In the early days of social media, a brilliant new feature could make or break a platform. Remember when Twitter's 140-character limit felt revolutionary, or when Snapchat's disappearing messages created an entirely new category of communication? Those days are over. Today's social media landscape operates under a harsh new reality: features are commodities, and network effects are everything.
The rapid commoditization of social media features has fundamentally changed the competitive landscape. When TikTok introduced its signature short-form video format with sophisticated AI-driven recommendations, it seemed like they had built an unassailable moat. Yet Instagram's Reels not only copied the core functionality but leveraged Instagram's existing massive user base to compete effectively. The feature that once defined TikTok became just another tool in the Meta ecosystem.
This pattern repeats across the industry. Stories, live streaming, voice messages, AI filters, shopping integrations—every meaningful innovation gets reverse-engineered and deployed by competitors within months. The technical barriers to copying features have collapsed thanks to standardized development frameworks, abundant engineering talent, and the open nature of user interface patterns.
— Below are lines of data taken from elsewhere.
//! Country holiday calendars.
//!
//! The crate ships no holiday data. Callers plug in a [`HolidayCalendar`]
//! (for instance a [`HolidayTable`] loaded from their own source) and the
//! forecaster expands the country's entries into holiday features.

use std::collections::BTreeSet;
use std::fmt::Debug;

use chrono::{Datelike, NaiveDate};
use serde::{Deserialize, Serialize};
use tracing::warn;

use crate::core::time::parse_required;
use crate::Result;

/// Source of dated country holidays.
pub trait HolidayCalendar: Send + Sync + Debug {
    /// `(date, holiday name)` pairs for `country` that fall in `years`.
    fn lookup(&self, country: &str, years: &[i32]) -> Vec<(NaiveDate, String)>;
}

#[derive(Debug, Clone, PartialEq, Eq, PartialOrd, Ord, Serialize, Deserialize)]
struct HolidayRow {
    country: String,
    date: NaiveDate,
    name: String,
}

/// In-memory holiday calendar keyed by country code.
#[derive(Debug, Clone, Default, PartialEq, Serialize, Deserialize)]
pub struct HolidayTable {
    rows: BTreeSet<HolidayRow>,
}

impl HolidayTable {
    pub fn new() -> Self {
        Self::default()
    }

    pub fn insert(&mut self, country: &str, date: &str, name: &str) -> Result<()> {
        let date = parse_required(date)?.date();
        self.rows.insert(HolidayRow {
            country: country.to_string(),
            date,
            name: name.to_string(),
        });
        Ok(())
    }

    pub fn with_holiday(mut self, country: &str, date: &str, name: &str) -> Result<Self> {
        self.insert(country, date, name)?;
        Ok(self)
    }

    /// Distinct holiday names known for a country.
    pub fn holiday_names(&self, country: &str) -> Vec<String> {
        let names: BTreeSet<&str> = self
            .rows
            .iter()
            .filter(|r| r.country == country)
            .map(|r| r.name.as_str())
            .collect();
        names.into_iter().map(str::to_string).collect()
    }

    pub fn len(&self) -> usize {
        self.rows.len()
    }

    pub fn is_empty(&self) -> bool {
        self.rows.is_empty()
    }
}

impl HolidayCalendar for HolidayTable {
    fn lookup(&self, country: &str, years: &[i32]) -> Vec<(NaiveDate, String)> {
        self.rows
            .iter()
            .filter(|r| r.country == country && years.contains(&r.date.year()))
            .map(|r| (r.date, r.name.clone()))
            .collect()
    }
}

/// Look up a country, warning when the calendar knows nothing about it.
pub(crate) fn country_holidays(
    calendar: &dyn HolidayCalendar,
    country: &str,
    years: &[i32],
) -> Vec<(NaiveDate, String)> {
    let found = calendar.lookup(country, years);
    if found.is_empty() {
        warn!(country, "Holidays in {} are not currently supported", country);
    }
    found
}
What can't be easily replicated is the social graph—the intricate web of relationships, connections, and communities that users have built over years. This represents the true competitive moat in modern social media. When users consider switching platforms, they're not just evaluating features; they're contemplating abandoning their entire digital social infrastructure.
The cost of rebuilding social connections from scratch is enormous, both in time and effort. Users must convince friends to join, recreate their follower networks, and rebuild the algorithmic understanding of their preferences. Most people simply won't make this investment unless the new platform offers revolutionary, not incremental, improvements.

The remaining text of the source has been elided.